There were about 21,000 completed foreclosures in December – a decrease of 8.1% compared with about 23,000 in November and a decrease of about 40% compared with about 36,000 in December 2015, according to CoreLogic’s National Foreclosure Report.
What’s more, it was a decrease of about 82% compared with the peak of 118,336 completed foreclosures in September 2010, the firm reports.
In fact, the approximately 21,000 completed foreclosures in December is less than the monthly average of about 22,000 seen in the pre-crisis years, between 2000 and 2006.
States with the highest numbers of completed foreclosures in the 12 months ended in December were Florida (45,000), Michigan (30,000), Texas (24,000), Ohio (21,000) and California (19,000). These five states accounted for 36% of all completed foreclosures nationally.
States with the lowest numbers of completed foreclosures included North Dakota (182), the District of Columbia (254), West Virginia (312), Montana (630) and Alaska (668).
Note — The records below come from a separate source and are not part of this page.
use std::{array, slice};

use crate::{approx::ApproxEq, ShapeError, Zero};

mod ops;

/// The dimension-agnostic base of all fixed-size numeric sequences.
///
/// A [`Tuple`] is an ordered sequence of exactly `N` elements of type `T`, stored inline. Its size
/// never changes, and it never allocates.
///
/// Implementors only provide access to their backing array; everything else (construction,
/// element access, iteration, comparison) is written once here, in terms of those four methods.
/// The [`impl_tuple!`][crate::impl_tuple] macro implements this trait for a concrete tuple struct
/// and adds the operator family on top, so that operators on that struct return the struct itself.
///
/// This trait is not meant to be used as a value type on its own. Concrete types such as
/// [`Vector`][crate::Vector] specialize it.
///
/// # Element Access
///
/// - The [`Index`] and [`IndexMut`] impls work just like on arrays, including the panic on an
///   out-of-range index.
/// - [`Tuple::get`] and [`Tuple::get_mut`] return [`None`] for an out-of-range index.
/// - [`Tuple::get_unchecked`] and [`Tuple::get_unchecked_mut`] skip the bounds check. Their
///   precondition is only verified in builds with `debug_assertions` enabled.
///
/// [`Index`]: std::ops::Index
/// [`IndexMut`]: std::ops::IndexMut
pub trait Tuple<const N: usize, T>: Sized {
    /// The number of elements in this tuple type.
    const LEN: usize = N;

    #[doc(hidden)]
    const NON_EMPTY: () = assert!(N > 0, "a tuple must have at least one element");

    /// Creates a tuple from an array of exactly `N` elements.
    fn from_array(elems: [T; N]) -> Self;

    /// Returns a reference to the underlying elements as an array of length `N`.
    fn as_array(&self) -> &[T; N];

    /// Returns a mutable reference to the underlying elements as an array of length `N`.
    fn as_mut_array(&mut self) -> &mut [T; N];

    /// Converts this tuple into an `N`-element array.
    fn into_array(self) -> [T; N];

    /// Creates a tuple with each element set to zero.
    ///
    /// This is also what the [`Default`] impl of every [`impl_tuple!`][crate::impl_tuple] type
    /// returns.
    #[inline]
    fn zero() -> Self
    where
        T: Zero,
    {
        Self::from_array([T::ZERO; N])
    }

    /// Creates a tuple with each element initialized to `elem`.
    ///
    /// # Examples
    ///
    /// ```
    /// # use fixvec::*;
    /// let v = Vector::<4>::splat(32.0);
    /// assert_eq!(v.into_array(), [32.0; 4]);
    /// ```
    #[inline]
    fn splat(elem: T) -> Self
    where
        T: Copy,
    {
        Self::from_array([elem; N])
    }

    /// Creates a tuple from a list of exactly `N` values convertible to `T`.
    ///
    /// The list is an array, so passing the wrong number of values is a compile error.
    ///
    /// # Examples
    ///
    /// ```
    /// # use fixvec::*;
    /// let v = Vector::<3, f64>::from_elems([1.0f32, 2.0, 3.0]);
    /// assert_eq!(v, [1.0, 2.0, 3.0]);
    ///
    /// let w = Vector::<2, i64>::from_elems([1u8, 2]);
    /// assert_eq!(w, [1, 2]);
    /// ```
    fn from_elems<U>(elems: [U; N]) -> Self
    where
        U: Into<T>,
    {
        Self::from_array(elems.map(Into::into))
    }

    /// Creates a tuple from the first `N` elements produced by `iter`.
    ///
    /// Any elements past the first `N` are left unconsumed.
    ///
    /// # Panics
    ///
    /// Panics if `iter` yields fewer than `N` elements. Use [`Tuple::try_from_prefix`] if the
    /// source length is not known to be sufficient.
    ///
    /// # Examples
    ///
    /// ```
    /// # use fixvec::*;
    /// let source = vec![12.0; 4];
    /// let v = Vector::<4>::from_prefix(source);
    /// assert_eq!(v, Vector::splat(12.0));
    /// ```
    #[track_caller]
    fn from_prefix<I>(iter: I) -> Self
    where
        I: IntoIterator<Item = T>,
    {
        match Self::try_from_prefix(iter) {
            Ok(tuple) => tuple,
            Err(e) => panic!("{e}"),
        }
    }

    /// Creates a tuple from the first `N` elements produced by `iter`, or returns an error if
    /// `iter` runs out early.
    ///
    /// # Examples
    ///
    /// ```
    /// # use fixvec::*;
    /// let v = Vector::<3>::try_from_prefix([1.0, 2.0, 3.0, 4.0]).unwrap();
    /// assert_eq!(v, vec3(1.0, 2.0, 3.0));
    ///
    /// let err = Vector::<3>::try_from_prefix([1.0]).unwrap_err();
    /// assert_eq!(err, ShapeError::TooFewElements { expected: 3, found: 1 });
    /// ```
    fn try_from_prefix<I>(iter: I) -> Result<Self, ShapeError>
    where
        I: IntoIterator<Item = T>,
    {
        let mut iter = iter.into_iter();
        let elems: [Option<T>; N] = array::from_fn(|_| iter.next());
        let found = elems.iter().take_while(|elem| elem.is_some()).count();
        if found < N {
            return Err(ShapeError::TooFewElements { expected: N, found });
        }

        Ok(Self::from_array(elems.map(|elem| elem.unwrap())))
    }

    /// Creates a tuple from a slice that must contain exactly `N` elements.
    ///
    /// The [`TryFrom<&[T]>`][TryFrom] impl of [`impl_tuple!`][crate::impl_tuple] types forwards to
    /// this method.
    ///
    /// # Examples
    ///
    /// ```
    /// # use fixvec::*;
    /// let v = Vector::<2>::try_from_slice(&[1.0, 2.0]).unwrap();
    /// assert_eq!(v, vec2(1.0, 2.0));
    ///
    /// let err = Vector::<2>::try_from_slice(&[1.0, 2.0, 3.0]).unwrap_err();
    /// assert_eq!(err, ShapeError::LengthMismatch { expected: 2, found: 3 });
    /// ```
    fn try_from_slice(elems: &[T]) -> Result<Self, ShapeError>
    where
        T: Copy,
    {
        let elems: &[T; N] = elems.try_into().map_err(|_| ShapeError::LengthMismatch {
            expected: N,
            found: elems.len(),
        })?;
        Ok(Self::from_array(*elems))
    }

    /// Overwrites every element of `self` with the values from `elems`.
    ///
    /// # Examples
    ///
    /// ```
    /// # use fixvec::*;
    /// let mut v = vec4(1.0, 2.0, 3.0, 4.0);
    /// v.assign([2.0, 3.0, 4.0, 5.0]);
    /// assert_eq!(v, vec4(2.0, 3.0, 4.0, 5.0));
    /// ```
    fn assign(&mut self, elems: [T; N]) {
        *self.as_mut_array() = elems;
    }

    /// Returns the number of elements, `N`.
    #[inline]
    fn size(&self) -> usize {
        N
    }

    /// Returns a reference to the element at `index`, or [`None`] if `index >= N`.
    #[inline]
    fn get(&self, index: usize) -> Option<&T> {
        self.as_array().get(index)
    }

    /// Returns a mutable reference to the element at `index`, or [`None`] if `index >= N`.
    #[inline]
    fn get_mut(&mut self, index: usize) -> Option<&mut T> {
        self.as_mut_array().get_mut(index)
    }

    /// Returns a reference to the element at `index`, without checking that it is in range.
    ///
    /// # Safety
    ///
    /// `index` must be less than `N`. This is asserted when `debug_assertions` are enabled.
    #[inline]
    #[track_caller]
    unsafe fn get_unchecked(&self, index: usize) -> &T {
        debug_assert!(index < N, "index {index} out of range for tuple of size {N}");
        unsafe { self.as_array().get_unchecked(index) }
    }

    /// Returns a mutable reference to the element at `index`, without checking that it is in
    /// range.
    ///
    /// # Safety
    ///
    /// `index` must be less than `N`. This is asserted when `debug_assertions` are enabled.
    #[inline]
    #[track_caller]
    unsafe fn get_unchecked_mut(&mut self, index: usize) -> &mut T {
        debug_assert!(index < N, "index {index} out of range for tuple of size {N}");
        unsafe { self.as_mut_array().get_unchecked_mut(index) }
    }

    /// Returns a reference to the underlying elements as a slice.
    #[inline]
    fn as_slice(&self) -> &[T] {
        self.as_array()
    }

    /// Returns a mutable reference to the underlying elements as a slice.
    #[inline]
    fn as_mut_slice(&mut self) -> &mut [T] {
        self.as_mut_array()
    }

    /// Returns an iterator over references to the elements, in index order.
    ///
    /// The iterator is double-ended, so `.rev()` traverses the elements back to front.
    ///
    /// # Examples
    ///
    /// ```
    /// # use fixvec::*;
    /// let v = vec3(1, 2, 3);
    /// assert_eq!(v.iter().rev().copied().collect::<Vec<_>>(), [3, 2, 1]);
    /// ```
    #[inline]
    fn iter(&self) -> slice::Iter<'_, T> {
        self.as_array().iter()
    }

    /// Returns an iterator over mutable references to the elements, in index order.
    ///
    /// # Examples
    ///
    /// ```
    /// # use fixvec::*;
    /// let mut v = vec3(1, 2, 3);
    /// v.iter_mut().for_each(|elem| *elem *= 10);
    /// assert_eq!(v, vec3(10, 20, 30));
    /// ```
    #[inline]
    fn iter_mut(&mut self) -> slice::IterMut<'_, T> {
        self.as_mut_array().iter_mut()
    }

    /// Applies a closure to each element, returning a new tuple of the same type.
    fn map_elems<F>(self, f: F) -> Self
    where
        F: FnMut(T) -> T,
    {
        Self::from_array(self.into_array().map(f))
    }

    /// Combines the elements of `self` and `other` pairwise, returning a new tuple of the same
    /// type.
    ///
    /// This is what the element-wise operators are built on.
    ///
    /// # Examples
    ///
    /// ```
    /// # use fixvec::*;
    /// let v = vec3(1, 5, 3).zip_with(vec3(4, 2, 6), i32::max);
    /// assert_eq!(v, vec3(4, 5, 6));
    /// ```
    fn zip_with<F>(self, other: Self, mut f: F) -> Self
    where
        T: Copy,
        F: FnMut(T, T) -> T,
    {
        let (lhs, rhs) = (self.into_array(), other.into_array());
        Self::from_array(array::from_fn(|i| f(lhs[i], rhs[i])))
    }

    /// Compares `self` and `other` element-wise, using `epsilon` instead of the element type's
    /// default tolerance.
    ///
    /// `==` is equivalent to calling this with
    /// [`DEFAULT_ABS_TOLERANCE`][crate::DefaultTolerances::DEFAULT_ABS_TOLERANCE].
    ///
    /// # Examples
    ///
    /// ```
    /// # use fixvec::*;
    /// let a = vec2(1.0, 2.0);
    /// let b = vec2(1.001, 2.0);
    /// assert_ne!(a, b);
    /// assert!(a.approx_eq_with(&b, 0.01));
    /// ```
    fn approx_eq_with(&self, other: &Self, epsilon: T::Tolerance) -> bool
    where
        T: ApproxEq,
    {
        self.as_array().abs_diff_eq(other.as_array(), epsilon)
    }
}

#[cfg(test)]
mod tests {
    use crate::{vec3, vec4, ShapeError, Vec3, Vector};

    use super::*;

    #[test]
    fn default_is_zero() {
        let v: Vector<4> = Vector::default();
        assert_eq!(v.into_array(), [0.0; 4]);
        let v = Vector::<3, i32>::zero();
        assert_eq!(v.into_array(), [0; 3]);
    }

    #[test]
    fn element_list() {
        let v = Vector::<3, f64>::from_elems([1.0, 2.0, 3.0]);
        assert_eq!(v[0], 1.0);
        assert_eq!(v[1], 2.0);
        assert_eq!(v[2], 3.0);

        let v: Vector<3, f64> = [4.0, 5.0, 6.0].into();
        assert_eq!(v.into_array(), [4.0, 5.0, 6.0]);
    }

    #[test]
    fn fill() {
        let v = Vector::<4, f64>::splat(32.0);
        for elem in v.iter() {
            assert_eq!(*elem, 32.0);
        }
        assert_eq!(v.size(), 4);
        assert_eq!(Vector::<4, f64>::LEN, 4);
    }

    #[test]
    fn from_prefix() {
        let source = vec![12.0f32; 4];
        let v = Vector::<4>::from_prefix(source.iter().copied());
        assert_eq!(v.into_array(), [12.0; 4]);

        let mut longer = (0..10).map(|i| i as f32);
        let v = Vector::<3>::from_prefix(&mut longer);
        assert_eq!(v, vec3(0.0, 1.0, 2.0));
        assert_eq!(longer.next(), Some(3.0));
    }

    #[test]
    #[should_panic(expected = "expected at least 4 elements, got 2")]
    fn from_prefix_too_short() {
        Vector::<4>::from_prefix([1.0, 2.0]);
    }

    #[test]
    fn try_constructors() {
        assert_eq!(
            Vector::<3>::try_from_prefix(std::iter::empty()),
            Err(ShapeError::TooFewElements {
                expected: 3,
                found: 0
            })
        );
        assert_eq!(
            Vector::<3>::try_from_slice(&[1.0, 2.0]),
            Err(ShapeError::LengthMismatch {
                expected: 3,
                found: 2
            })
        );
        let v = Vector::<3>::try_from(&[1.0, 2.0, 3.0][..]).unwrap();
        assert_eq!(v, vec3(1.0, 2.0, 3.0));
    }

    #[test]
    fn assign() {
        let mut v = vec4(1.0, 2.0, 3.0, 4.0);
        v.assign([2.0, 3.0, 4.0, 5.0]);
        assert_eq!(v[0], 2.0);
        assert_eq!(v[1], 3.0);
        assert_eq!(v[2], 4.0);
        assert_eq!(v[3], 5.0);
    }

    #[test]
    fn access() {
        let mut v = vec3(1, 2, 3);
        assert_eq!(v.get(2), Some(&3));
        assert_eq!(v.get(3), None);
        *v.get_mut(0).unwrap() = 7;
        v[1] = 8;
        assert_eq!(v, vec3(7, 8, 3));
        unsafe {
            assert_eq!(*v.get_unchecked(1), 8);
            *v.get_unchecked_mut(2) = 9;
        }
        assert_eq!(v.as_slice(), &[7, 8, 9]);
    }

    #[test]
    #[should_panic]
    fn index_out_of_range() {
        let v = vec3(1, 2, 3);
        let i = v.size();
        let _elem = v[i];
    }

    #[test]
    #[cfg(debug_assertions)]
    #[should_panic(expected = "index 3 out of range for tuple of size 3")]
    fn unchecked_access_is_checked_in_debug() {
        let v = vec3(1, 2, 3);
        let _ = unsafe { v.get_unchecked(3) };
    }

    #[test]
    fn iteration() {
        let mut v = vec4(1, 2, 3, 4);
        assert_eq!(v.iter().copied().collect::<Vec<_>>(), [1, 2, 3, 4]);
        assert_eq!(v.iter().rev().copied().collect::<Vec<_>>(), [4, 3, 2, 1]);
        // a fresh traversal starts over
        assert_eq!(v.iter().next(), Some(&1));

        for elem in &mut v {
            *elem += 1;
        }
        let mut sum = 0;
        for elem in &v {
            sum += elem;
        }
        assert_eq!(sum, 14);
        assert_eq!(v.into_iter().rev().collect::<Vec<_>>(), [5, 4, 3, 2]);
    }

    #[test]
    fn zip_and_map() {
        let v: Vec3<i32> = vec3(1, 2, 3).map_elems(|e| e * e);
        assert_eq!(v, vec3(1, 4, 9));
        let v = v.zip_with(vec3(1, 1, 1), |a, b| a - b);
        assert_eq!(v, vec3(0, 3, 8));
    }
}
Since the financial crisis began in September 2008, there have been approximately 6.5 million completed foreclosures nationally, and since homeownership rates peaked in the second quarter of 2004, there have been approximately 8.6 million homes lost to foreclosure, CoreLogic reports.
The foreclosure inventory, meanwhile, fell 1.9% compared with November and decreased by 30% compared with December 2015. As of the end of December, there were about 329,000 properties, or 0.8% of all homes with a mortgage, in the foreclosure inventory – a decrease of 1.2% compared with December 2015.
As of the end of the month, about 1 million mortgages, or 2.6% of all properties with a mortgage, were in serious delinquency (90 days or more past due, including loans in foreclosure or real estate owned) – a decrease of 19.4% compared with December 2015. It was the lowest number of loans in serious delinquency since August 2007.
“While the decline in serious delinquency has been geographically broad, some oil-producing markets have shown the effects of low oil prices on the housing market,” says Frank Nothaft, chief economist for CoreLogic, in a statement. “Serious delinquency rates rose in Louisiana, Wyoming and North Dakota, reflecting the weakness in oil production.”
“Foreclosure and delinquency trends continue to head in the right direction, powered principally by increasing employment levels, stringent underwriting standards and higher home prices over the past few years. We expect to see further declines in delinquency and foreclosure rates in 2017,” adds Anand Nallathambi, president and CEO of CoreLogic. “As the foreclosure inventory diminishes, we must look ahead and tackle tight housing supply and growing affordability issues, which are keeping many potential home buyers, especially first-time buyers, on the sidelines.”